**What you will do:** Range to output from the entries below: the line containing "pub fn is_empty(&self)" through the line containing "pub fn split_by_known_hashes(&self)". Set it down exactly, ends included, nothing else.
====
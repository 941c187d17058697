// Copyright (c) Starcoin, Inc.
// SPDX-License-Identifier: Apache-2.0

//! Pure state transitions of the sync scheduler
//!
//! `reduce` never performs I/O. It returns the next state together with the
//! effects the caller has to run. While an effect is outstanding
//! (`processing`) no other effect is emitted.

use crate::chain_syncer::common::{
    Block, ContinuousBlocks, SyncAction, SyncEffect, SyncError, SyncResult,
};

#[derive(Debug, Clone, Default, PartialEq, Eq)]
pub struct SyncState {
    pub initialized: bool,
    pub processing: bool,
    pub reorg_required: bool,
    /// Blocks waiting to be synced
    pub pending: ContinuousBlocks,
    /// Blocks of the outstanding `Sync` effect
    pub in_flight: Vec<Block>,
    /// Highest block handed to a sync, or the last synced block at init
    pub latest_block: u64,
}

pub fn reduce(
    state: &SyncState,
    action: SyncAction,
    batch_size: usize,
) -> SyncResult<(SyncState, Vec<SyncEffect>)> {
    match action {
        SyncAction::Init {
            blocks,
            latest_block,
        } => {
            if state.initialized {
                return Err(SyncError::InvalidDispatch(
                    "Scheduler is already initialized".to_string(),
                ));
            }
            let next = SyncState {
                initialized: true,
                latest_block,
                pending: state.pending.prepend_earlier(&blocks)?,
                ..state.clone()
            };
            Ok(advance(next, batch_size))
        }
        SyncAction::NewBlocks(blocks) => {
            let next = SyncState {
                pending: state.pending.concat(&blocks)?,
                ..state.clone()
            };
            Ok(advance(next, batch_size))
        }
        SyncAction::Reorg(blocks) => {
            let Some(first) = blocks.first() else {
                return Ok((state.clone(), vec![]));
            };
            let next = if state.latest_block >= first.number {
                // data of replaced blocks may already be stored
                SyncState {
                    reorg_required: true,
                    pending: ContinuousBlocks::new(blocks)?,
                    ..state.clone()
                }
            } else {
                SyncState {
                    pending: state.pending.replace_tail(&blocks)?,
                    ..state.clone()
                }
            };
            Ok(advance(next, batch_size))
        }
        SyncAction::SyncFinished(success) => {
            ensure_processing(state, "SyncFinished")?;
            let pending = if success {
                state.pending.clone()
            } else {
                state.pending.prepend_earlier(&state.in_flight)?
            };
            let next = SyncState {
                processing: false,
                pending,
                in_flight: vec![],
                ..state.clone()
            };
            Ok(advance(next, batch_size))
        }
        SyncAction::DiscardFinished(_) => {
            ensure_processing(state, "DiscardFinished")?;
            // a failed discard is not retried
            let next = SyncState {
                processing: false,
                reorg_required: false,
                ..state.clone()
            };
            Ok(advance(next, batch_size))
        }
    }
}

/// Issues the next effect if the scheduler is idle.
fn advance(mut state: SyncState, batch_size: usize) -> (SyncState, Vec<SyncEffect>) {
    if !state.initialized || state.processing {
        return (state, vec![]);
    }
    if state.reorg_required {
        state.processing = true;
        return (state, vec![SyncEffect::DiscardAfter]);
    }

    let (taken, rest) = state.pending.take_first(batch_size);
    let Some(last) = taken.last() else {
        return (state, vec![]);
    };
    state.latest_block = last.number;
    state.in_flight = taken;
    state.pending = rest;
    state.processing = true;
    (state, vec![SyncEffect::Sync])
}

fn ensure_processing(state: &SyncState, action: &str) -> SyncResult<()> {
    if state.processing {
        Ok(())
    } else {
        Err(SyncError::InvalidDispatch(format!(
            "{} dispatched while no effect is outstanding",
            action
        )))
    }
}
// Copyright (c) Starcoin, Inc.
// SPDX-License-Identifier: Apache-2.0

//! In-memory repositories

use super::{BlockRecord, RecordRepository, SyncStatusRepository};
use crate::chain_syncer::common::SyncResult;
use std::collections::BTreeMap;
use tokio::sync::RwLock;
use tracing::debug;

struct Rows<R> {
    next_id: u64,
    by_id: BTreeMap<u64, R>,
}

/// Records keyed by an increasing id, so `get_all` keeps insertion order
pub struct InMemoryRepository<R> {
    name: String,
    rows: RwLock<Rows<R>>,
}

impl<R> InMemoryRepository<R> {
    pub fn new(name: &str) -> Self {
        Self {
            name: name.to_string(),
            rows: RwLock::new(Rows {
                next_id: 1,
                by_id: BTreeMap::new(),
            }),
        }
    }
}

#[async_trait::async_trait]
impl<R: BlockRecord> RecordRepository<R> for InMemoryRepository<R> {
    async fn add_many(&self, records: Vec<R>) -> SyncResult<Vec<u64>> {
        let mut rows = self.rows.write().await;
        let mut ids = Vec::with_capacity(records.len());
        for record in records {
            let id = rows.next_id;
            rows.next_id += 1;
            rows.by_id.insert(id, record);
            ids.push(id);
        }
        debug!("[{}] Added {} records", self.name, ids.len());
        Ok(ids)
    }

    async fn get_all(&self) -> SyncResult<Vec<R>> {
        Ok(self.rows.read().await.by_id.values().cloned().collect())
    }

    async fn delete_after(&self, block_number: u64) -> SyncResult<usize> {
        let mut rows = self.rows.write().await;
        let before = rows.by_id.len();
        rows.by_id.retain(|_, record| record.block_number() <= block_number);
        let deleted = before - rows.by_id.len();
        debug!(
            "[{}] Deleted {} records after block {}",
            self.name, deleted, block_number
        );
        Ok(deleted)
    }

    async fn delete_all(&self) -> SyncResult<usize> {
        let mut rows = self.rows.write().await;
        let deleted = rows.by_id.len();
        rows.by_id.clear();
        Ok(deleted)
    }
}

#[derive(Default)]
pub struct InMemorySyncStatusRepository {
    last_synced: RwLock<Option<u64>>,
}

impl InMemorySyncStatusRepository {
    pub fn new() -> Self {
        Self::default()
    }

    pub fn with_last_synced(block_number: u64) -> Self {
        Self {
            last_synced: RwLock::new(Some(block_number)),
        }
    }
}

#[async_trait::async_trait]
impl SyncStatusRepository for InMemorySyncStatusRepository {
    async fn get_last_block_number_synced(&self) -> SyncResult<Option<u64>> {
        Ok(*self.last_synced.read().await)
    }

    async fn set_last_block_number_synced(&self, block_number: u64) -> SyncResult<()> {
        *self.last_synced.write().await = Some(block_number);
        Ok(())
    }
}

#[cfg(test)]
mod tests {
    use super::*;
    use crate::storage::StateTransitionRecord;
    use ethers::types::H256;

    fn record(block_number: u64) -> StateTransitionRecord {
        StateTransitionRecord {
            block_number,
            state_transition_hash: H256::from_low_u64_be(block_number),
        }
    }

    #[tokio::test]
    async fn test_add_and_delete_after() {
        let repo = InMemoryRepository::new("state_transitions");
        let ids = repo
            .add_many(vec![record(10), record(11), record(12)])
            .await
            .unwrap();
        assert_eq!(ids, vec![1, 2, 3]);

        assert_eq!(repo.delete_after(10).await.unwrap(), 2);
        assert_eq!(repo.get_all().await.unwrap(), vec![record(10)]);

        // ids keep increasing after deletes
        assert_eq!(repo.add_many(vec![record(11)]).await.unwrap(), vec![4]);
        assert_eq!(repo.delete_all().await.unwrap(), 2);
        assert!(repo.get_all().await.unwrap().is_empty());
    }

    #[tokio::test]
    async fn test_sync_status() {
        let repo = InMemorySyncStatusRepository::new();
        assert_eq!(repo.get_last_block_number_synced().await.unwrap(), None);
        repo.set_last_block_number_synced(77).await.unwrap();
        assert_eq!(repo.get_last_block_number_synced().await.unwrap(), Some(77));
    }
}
====
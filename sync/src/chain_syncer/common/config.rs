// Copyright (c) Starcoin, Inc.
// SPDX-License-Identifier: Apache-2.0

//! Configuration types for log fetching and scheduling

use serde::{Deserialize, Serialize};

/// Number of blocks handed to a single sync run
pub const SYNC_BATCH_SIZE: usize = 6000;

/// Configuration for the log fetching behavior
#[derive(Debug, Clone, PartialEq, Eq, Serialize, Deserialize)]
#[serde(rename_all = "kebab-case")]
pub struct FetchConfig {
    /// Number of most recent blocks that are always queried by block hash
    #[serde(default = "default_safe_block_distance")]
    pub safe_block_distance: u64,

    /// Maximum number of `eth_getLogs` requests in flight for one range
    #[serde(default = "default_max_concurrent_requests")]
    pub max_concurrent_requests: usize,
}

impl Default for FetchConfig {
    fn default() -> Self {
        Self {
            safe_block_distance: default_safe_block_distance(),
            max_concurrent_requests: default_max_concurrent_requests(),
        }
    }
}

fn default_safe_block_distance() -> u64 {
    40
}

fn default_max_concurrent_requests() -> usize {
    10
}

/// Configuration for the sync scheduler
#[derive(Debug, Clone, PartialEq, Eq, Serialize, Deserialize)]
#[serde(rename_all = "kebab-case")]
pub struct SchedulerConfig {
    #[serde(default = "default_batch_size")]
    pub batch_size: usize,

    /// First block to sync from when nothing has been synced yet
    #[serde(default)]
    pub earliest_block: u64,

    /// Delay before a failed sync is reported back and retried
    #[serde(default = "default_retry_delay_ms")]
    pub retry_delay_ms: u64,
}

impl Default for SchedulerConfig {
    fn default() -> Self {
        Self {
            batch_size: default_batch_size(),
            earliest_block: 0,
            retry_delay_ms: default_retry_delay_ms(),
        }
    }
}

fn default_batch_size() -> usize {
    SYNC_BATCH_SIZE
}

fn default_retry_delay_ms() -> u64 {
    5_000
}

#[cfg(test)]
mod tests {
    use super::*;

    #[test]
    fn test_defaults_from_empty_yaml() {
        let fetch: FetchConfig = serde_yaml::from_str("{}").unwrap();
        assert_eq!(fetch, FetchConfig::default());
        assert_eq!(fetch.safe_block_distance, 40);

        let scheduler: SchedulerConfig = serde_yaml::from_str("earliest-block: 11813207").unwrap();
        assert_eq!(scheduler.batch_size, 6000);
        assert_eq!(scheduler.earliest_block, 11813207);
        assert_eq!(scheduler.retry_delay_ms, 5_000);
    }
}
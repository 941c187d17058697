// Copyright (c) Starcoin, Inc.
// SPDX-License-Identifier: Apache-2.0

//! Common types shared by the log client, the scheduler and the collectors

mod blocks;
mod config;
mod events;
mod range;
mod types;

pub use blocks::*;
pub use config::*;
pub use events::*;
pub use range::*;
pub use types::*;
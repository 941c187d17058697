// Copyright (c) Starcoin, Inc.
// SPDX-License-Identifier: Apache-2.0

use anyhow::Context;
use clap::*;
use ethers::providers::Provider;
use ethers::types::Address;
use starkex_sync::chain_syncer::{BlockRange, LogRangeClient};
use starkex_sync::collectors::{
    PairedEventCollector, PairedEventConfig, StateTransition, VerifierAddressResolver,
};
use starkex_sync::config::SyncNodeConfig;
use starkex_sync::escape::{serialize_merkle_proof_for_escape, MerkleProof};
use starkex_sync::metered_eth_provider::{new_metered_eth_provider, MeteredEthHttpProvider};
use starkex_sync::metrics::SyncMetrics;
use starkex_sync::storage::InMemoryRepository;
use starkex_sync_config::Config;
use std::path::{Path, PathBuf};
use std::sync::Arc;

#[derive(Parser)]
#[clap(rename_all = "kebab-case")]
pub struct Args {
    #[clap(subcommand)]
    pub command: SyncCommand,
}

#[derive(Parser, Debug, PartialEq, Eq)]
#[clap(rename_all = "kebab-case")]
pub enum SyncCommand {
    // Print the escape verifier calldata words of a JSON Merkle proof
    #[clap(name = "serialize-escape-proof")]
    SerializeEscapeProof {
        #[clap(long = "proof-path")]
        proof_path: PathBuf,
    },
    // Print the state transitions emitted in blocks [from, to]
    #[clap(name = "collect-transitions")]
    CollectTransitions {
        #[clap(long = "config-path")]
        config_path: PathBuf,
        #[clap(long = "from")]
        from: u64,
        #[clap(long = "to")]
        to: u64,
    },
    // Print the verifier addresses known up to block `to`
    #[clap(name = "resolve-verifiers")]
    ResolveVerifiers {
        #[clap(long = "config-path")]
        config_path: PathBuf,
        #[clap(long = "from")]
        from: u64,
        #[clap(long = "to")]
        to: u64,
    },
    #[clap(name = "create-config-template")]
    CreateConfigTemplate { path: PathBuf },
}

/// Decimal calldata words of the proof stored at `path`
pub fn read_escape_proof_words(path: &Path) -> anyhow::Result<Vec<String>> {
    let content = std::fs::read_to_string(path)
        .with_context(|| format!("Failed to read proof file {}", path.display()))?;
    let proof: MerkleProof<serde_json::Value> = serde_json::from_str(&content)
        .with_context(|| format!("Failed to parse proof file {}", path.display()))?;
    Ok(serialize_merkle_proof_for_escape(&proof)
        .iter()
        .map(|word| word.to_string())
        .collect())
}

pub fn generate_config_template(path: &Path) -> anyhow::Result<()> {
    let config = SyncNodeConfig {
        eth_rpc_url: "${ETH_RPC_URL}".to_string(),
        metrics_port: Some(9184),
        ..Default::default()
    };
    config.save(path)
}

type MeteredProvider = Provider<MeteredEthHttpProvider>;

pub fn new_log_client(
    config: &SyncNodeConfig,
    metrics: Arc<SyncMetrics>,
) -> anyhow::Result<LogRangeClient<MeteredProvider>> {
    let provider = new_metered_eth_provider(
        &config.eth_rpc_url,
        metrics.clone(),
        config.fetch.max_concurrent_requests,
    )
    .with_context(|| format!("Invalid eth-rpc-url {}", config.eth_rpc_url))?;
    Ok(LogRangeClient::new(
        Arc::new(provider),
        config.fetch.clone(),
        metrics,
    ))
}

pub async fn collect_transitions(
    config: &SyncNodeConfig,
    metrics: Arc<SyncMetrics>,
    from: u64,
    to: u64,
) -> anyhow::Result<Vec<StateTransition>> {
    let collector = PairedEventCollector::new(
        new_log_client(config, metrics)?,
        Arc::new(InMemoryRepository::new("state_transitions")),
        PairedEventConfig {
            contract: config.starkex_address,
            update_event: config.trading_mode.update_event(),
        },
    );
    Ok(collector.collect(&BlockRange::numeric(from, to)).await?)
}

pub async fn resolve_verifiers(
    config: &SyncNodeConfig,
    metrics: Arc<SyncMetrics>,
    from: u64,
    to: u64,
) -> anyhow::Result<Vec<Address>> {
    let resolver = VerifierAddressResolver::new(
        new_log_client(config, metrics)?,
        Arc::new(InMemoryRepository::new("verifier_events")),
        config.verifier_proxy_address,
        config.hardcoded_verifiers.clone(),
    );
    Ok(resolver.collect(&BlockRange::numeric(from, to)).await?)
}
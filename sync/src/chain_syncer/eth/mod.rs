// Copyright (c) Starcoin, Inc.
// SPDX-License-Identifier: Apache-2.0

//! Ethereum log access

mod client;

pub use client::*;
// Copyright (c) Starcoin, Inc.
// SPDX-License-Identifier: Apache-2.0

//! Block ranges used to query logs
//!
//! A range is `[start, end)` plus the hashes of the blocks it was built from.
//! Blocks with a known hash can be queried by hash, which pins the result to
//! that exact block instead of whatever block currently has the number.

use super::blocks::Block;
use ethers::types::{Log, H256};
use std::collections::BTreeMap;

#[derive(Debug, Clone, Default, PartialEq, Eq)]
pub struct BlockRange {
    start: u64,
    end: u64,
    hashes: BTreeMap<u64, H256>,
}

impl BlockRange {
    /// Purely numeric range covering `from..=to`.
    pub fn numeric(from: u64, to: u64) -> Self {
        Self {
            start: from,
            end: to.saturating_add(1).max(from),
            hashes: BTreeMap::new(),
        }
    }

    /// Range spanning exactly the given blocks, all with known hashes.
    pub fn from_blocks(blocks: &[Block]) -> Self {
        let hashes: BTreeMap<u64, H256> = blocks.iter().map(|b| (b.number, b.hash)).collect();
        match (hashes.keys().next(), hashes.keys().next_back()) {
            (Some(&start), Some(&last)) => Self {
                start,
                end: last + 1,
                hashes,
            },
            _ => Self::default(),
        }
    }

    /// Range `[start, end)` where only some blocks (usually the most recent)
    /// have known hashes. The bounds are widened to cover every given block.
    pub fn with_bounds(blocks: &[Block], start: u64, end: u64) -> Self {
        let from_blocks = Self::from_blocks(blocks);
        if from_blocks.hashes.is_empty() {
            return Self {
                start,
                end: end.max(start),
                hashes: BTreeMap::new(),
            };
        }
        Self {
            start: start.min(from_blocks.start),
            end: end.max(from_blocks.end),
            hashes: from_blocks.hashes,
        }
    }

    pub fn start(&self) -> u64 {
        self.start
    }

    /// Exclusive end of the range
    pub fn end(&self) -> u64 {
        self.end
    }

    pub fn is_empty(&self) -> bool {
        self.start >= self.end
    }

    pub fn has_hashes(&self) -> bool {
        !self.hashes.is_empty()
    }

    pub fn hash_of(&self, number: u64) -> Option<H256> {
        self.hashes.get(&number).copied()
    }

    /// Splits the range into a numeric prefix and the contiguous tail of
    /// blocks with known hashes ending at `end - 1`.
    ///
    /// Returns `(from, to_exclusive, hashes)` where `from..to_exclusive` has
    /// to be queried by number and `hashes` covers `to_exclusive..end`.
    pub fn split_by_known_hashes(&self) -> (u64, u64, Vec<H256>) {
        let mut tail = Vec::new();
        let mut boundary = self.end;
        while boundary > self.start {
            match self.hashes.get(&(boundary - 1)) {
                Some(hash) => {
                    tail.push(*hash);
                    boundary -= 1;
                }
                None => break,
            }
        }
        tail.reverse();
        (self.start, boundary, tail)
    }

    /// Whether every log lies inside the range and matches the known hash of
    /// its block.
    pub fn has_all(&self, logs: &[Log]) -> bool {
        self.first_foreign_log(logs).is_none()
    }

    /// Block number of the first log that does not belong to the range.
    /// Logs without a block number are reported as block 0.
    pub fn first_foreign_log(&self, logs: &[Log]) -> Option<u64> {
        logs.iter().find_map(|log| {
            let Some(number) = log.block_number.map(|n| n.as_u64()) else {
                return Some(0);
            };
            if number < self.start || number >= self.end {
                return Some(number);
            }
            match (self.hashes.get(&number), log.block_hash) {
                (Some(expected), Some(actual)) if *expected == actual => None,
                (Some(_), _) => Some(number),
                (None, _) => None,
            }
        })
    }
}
====
**Response to this exercise:**
    pub fn is_empty(&self) -> bool {
        self.start >= self.end
    }

    pub fn has_hashes(&self) -> bool {
        !self.hashes.is_empty()
    }

    pub fn hash_of(&self, number: u64) -> Option<H256> {
        self.hashes.get(&number).copied()
    }

    /// Splits the range into a numeric prefix and the contiguous tail of
    /// blocks with known hashes ending at `end - 1`.
    ///
    /// Returns `(from, to_exclusive, hashes)` where `from..to_exclusive` has
    /// to be queried by number and `hashes` covers `to_exclusive..end`.
    pub fn split_by_known_hashes(&self) -> (u64, u64, Vec<H256>) {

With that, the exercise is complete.